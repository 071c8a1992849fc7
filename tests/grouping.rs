#[path = "common/mod.rs"]
mod common;

use common::*;
use munhash::{cmp_ignore_case, group_and_sort, parse_lines, GroupIndex, Record, EXCLUDED_REGION};
use std::cmp::Ordering;

#[test]
fn ordinal_ignore_case_comparison() {
    assert_eq!(cmp_ignore_case("abc", "ABC"), Ordering::Equal);
    assert_eq!(cmp_ignore_case("alta", "Ariquemes"), Ordering::Less);
    assert_eq!(cmp_ignore_case("Zé", "ze"), Ordering::Greater); // 'É' > 'E' ordinally
    assert_eq!(cmp_ignore_case("a", "ab"), Ordering::Less);
    // '_' (0x5F) sorts after upper-case letters once both sides are upper-cased.
    assert_eq!(cmp_ignore_case("a_", "aZ"), Ordering::Greater);
}

/// Regions ascending, `EX` dropped, names ascending within each region.
#[test]
fn groups_are_sorted_and_exclude_sentinel() {
    let groups = group_and_sort(parse_lines(&sample_lines()), EXCLUDED_REGION);
    let regions: Vec<&str> = groups.iter().map(|g| g.region.as_str()).collect();
    assert_eq!(regions, vec!["AC", "RO", "SP"]);

    let ro: Vec<&str> = groups[1].records.iter().map(|r| r.preferred_name()).collect();
    assert_eq!(ro, vec!["Alta Floresta D'Oeste", "Ariquemes"]);

    let sp: Vec<&str> = groups[2].records.iter().map(|r| r.preferred_name()).collect();
    assert_eq!(sp, vec!["Campinas", "São Paulo"]);
}

/// Every non-sentinel record lands in exactly one group, under its own region.
#[test]
fn grouping_is_complete() {
    let records = vec![
        Record::new("1", "10", "b", "", "mg"),
        Record::new("2", "20", "a", "", "MG"),
        Record::new("3", "30", "c", "", "ex"),
        Record::new("4", "40", "d", "", "Ex"),
        Record::new("5", "50", "e", "", "PR"),
    ];
    let index = GroupIndex::build(records.clone(), "EX");
    assert_eq!(index.region_count(), 2);
    assert_eq!(index.get("mg").unwrap().records.len(), 2);
    assert!(index.get("EX").is_none());

    let groups = index.into_sorted();
    for r in records.iter().filter(|r| !r.region.eq_ignore_ascii_case("EX")) {
        let hits: Vec<_> = groups
            .iter()
            .filter(|g| g.region.eq_ignore_ascii_case(&r.region) && g.records.contains(r))
            .collect();
        assert_eq!(hits.len(), 1, "record {:?} should be in exactly one group", r);
    }
    let total: usize = groups.iter().map(|g| g.len()).sum();
    assert_eq!(total, 3);
    assert_eq!(groups[0].region, "mg"); // first spelling seen is kept
}

/// Equal names (ignoring case) keep their insertion order.
#[test]
fn name_sort_is_stable() {
    let records = vec![
        Record::new("3", "1", "x", "santa rita", "PB"),
        Record::new("1", "2", "x", "SANTA RITA", "PB"),
        Record::new("2", "3", "x", "Santa Rita", "PB"),
        Record::new("0", "4", "x", "Areia", "PB"),
    ];
    let groups = group_and_sort(records, EXCLUDED_REGION);
    let codes: Vec<&str> = groups[0].records.iter().map(|r| r.code_a.as_str()).collect();
    assert_eq!(codes, vec!["0", "3", "1", "2"]);
}

#[test]
fn custom_sentinel_is_honored() {
    let records = vec![Record::new("1", "1", "a", "", "EX"), Record::new("2", "2", "b", "", "ZZ")];
    let groups = group_and_sort(records, "ZZ");
    assert_eq!(groups.len(), 1);
    assert_eq!(groups[0].region, "EX");
}
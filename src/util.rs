use anyhow::{Context, Result};
use std::fs::{self, File};
use std::io::{self, BufWriter, Write};
use std::path::{Path, PathBuf};
use std::thread::sleep;
use std::time::Duration;

static INIT_ONCE: std::sync::Once = std::sync::Once::new();
pub fn init_tracing_once() {
    INIT_ONCE.call_once(|| {
        let env_filter = std::env::var("RUST_LOG").unwrap_or_else(|_| "info".to_string());
        let _ = tracing_subscriber::fmt().with_env_filter(env_filter).try_init();
    });
}

/// Create `dir` and its parents if missing.
pub fn ensure_dir(dir: &Path) -> Result<()> {
    fs::create_dir_all(dir).with_context(|| format!("create dir {}", dir.display()))
}

// -------- robust create/replace with backoff (Windows-friendly) --------

/// Return true for transient/retriable I/O errors often seen on Windows when
/// filter drivers (AV/backup), USB/NAS volumes, or sharing violations occur.
/// The codes are Windows ones; elsewhere nothing is retried.
fn is_retriable_io_error(e: &io::Error) -> bool {
    // 5 access denied (AV/share), 32 sharing violation, 33 lock violation,
    // 21 device not ready, 1224 user-mapped section open
    cfg!(windows)
        && matches!(e.raw_os_error(), Some(5) | Some(32) | Some(33) | Some(21) | Some(1224))
}

fn with_backoff<T>(tries: usize, delay_ms: u64, mut op: impl FnMut() -> io::Result<T>) -> io::Result<T> {
    let mut last_err: Option<io::Error> = None;
    for i in 0..tries.max(1) {
        match op() {
            Ok(v) => return Ok(v),
            Err(e) if is_retriable_io_error(&e) => {
                last_err = Some(e);
                sleep(Duration::from_millis(delay_ms.saturating_mul((i + 1) as u64)));
            }
            Err(e) => return Err(e),
        }
    }
    Err(last_err.unwrap_or_else(|| io::Error::new(io::ErrorKind::Other, "operation failed after retries")))
}

/// Create (or truncate) a file with retries/backoff for transient errors.
pub fn create_with_backoff(path: &Path, tries: usize, delay_ms: u64) -> io::Result<File> {
    with_backoff(tries, delay_ms, || File::create(path))
}

/// Remove a file with retries/backoff. Succeeds if the file doesn't exist.
pub fn remove_with_backoff(path: &Path, tries: usize, delay_ms: u64) -> Result<()> {
    with_backoff(tries, delay_ms, || match fs::remove_file(path) {
        Err(e) if e.kind() == io::ErrorKind::NotFound => Ok(()),
        other => other,
    })
    .with_context(|| format!("remove {}", path.display()))
}

/// Replace `dest` with `tmp`. If rename fails (e.g., due to sharing), fall back to copy+remove.
pub fn replace_file_atomic_backoff(tmp: &Path, dest: &Path) -> Result<()> {
    let tries = 20usize;
    let delay_ms = 50u64;
    if with_backoff(tries, delay_ms, || fs::rename(tmp, dest)).is_ok() {
        return Ok(());
    }
    with_backoff(tries, delay_ms, || fs::copy(tmp, dest))
        .with_context(|| format!("copy {} -> {}", tmp.display(), dest.display()))?;
    remove_with_backoff(tmp, tries, delay_ms)
}

/// Staging path used while `target` is being written: `<target>.inprogress`.
pub fn staging_path_for(target: &Path) -> PathBuf {
    let mut name = target.file_name().map(|n| n.to_os_string()).unwrap_or_default();
    name.push(".inprogress");
    target.with_file_name(name)
}

/// Write `target` through a buffered staging file and promote it only after a clean flush.
/// On any error the staging file is removed and `target` is left untouched.
pub fn write_file_atomic<F>(target: &Path, write_buf: usize, f: F) -> Result<()>
where
    F: FnOnce(&mut dyn Write) -> Result<()>,
{
    let tmp = staging_path_for(target);
    let res = (|| -> Result<()> {
        let file = create_with_backoff(&tmp, 16, 50)
            .with_context(|| format!("create {}", tmp.display()))?;
        let mut w = BufWriter::with_capacity(write_buf.max(8 * 1024), file);
        f(&mut w)?;
        w.flush().with_context(|| format!("flush {}", tmp.display()))?;
        Ok(())
    })();
    if let Err(e) = res {
        let _ = remove_with_backoff(&tmp, 4, 10);
        return Err(e);
    }
    replace_file_atomic_backoff(&tmp, target)
}
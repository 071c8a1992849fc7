#[path = "common/mod.rs"]
mod common;

use munhash::{hash_record, process_region, KdfParams, Record, RegionGroup, RegionProgress, PEPPER};

fn synthetic_group(region: &str, n: usize) -> RegionGroup {
    let records = (0..n)
        .map(|i| Record::new(format!("{i:04}"), format!("{}", 1_000_000 + i), format!("Cidade {i:04}"), "", region))
        .collect();
    RegionGroup { region: region.to_string(), records }
}

/// Output follows the input (sorted) order even though hashing runs in parallel.
#[test]
fn output_preserves_group_order() {
    let group = synthetic_group("MG", 64);
    let params = KdfParams::new(5, 16);
    let hashed = process_region(&group, PEPPER, &params, 50, |_| {});

    assert_eq!(hashed.len(), 64);
    for (rec, h) in group.records.iter().zip(&hashed) {
        assert_eq!(&h.record, rec);
        assert_eq!(h.hash, hash_record(rec, PEPPER, &params).hash);
        assert_eq!(h.hash.len(), 32);
    }
}

/// Milestones fire once at each multiple of the cadence and once at the total.
#[test]
fn progress_fires_at_cadence_and_total() {
    let group = synthetic_group("BA", 120);
    let mut seen: Vec<RegionProgress> = Vec::new();
    process_region(&group, PEPPER, &KdfParams::new(2, 8), 50, |p| seen.push(p.clone()));

    let mut counts: Vec<usize> = seen.iter().map(|p| p.done).collect();
    counts.sort();
    assert_eq!(counts, vec![50, 100, 120]);
    assert!(seen.iter().all(|p| p.total == 120 && p.region == "BA"));
}

/// When the total is itself a multiple of the cadence the final milestone is not doubled.
#[test]
fn progress_total_on_cadence_fires_once() {
    let group = synthetic_group("PE", 100);
    let mut counts: Vec<usize> = Vec::new();
    process_region(&group, PEPPER, &KdfParams::new(2, 8), 50, |p| counts.push(p.done));
    counts.sort();
    assert_eq!(counts, vec![50, 100]);
}

#[test]
fn empty_group_yields_nothing() {
    let group = synthetic_group("RR", 0);
    let mut calls = 0usize;
    let hashed = process_region(&group, PEPPER, &KdfParams::new(2, 8), 50, |_| calls += 1);
    assert!(hashed.is_empty());
    assert_eq!(calls, 0);
}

--------------------------------

**WHAT TO PRODUCE**:
Where does the word "Less" appear in the listing above? Copy every line that holds it.

**ANSWER TO THIS TASK**:
    assert_eq!(cmp_ignore_case("alta", "Ariquemes"), Ordering::Less);
    assert_eq!(cmp_ignore_case("a", "ab"), Ordering::Less);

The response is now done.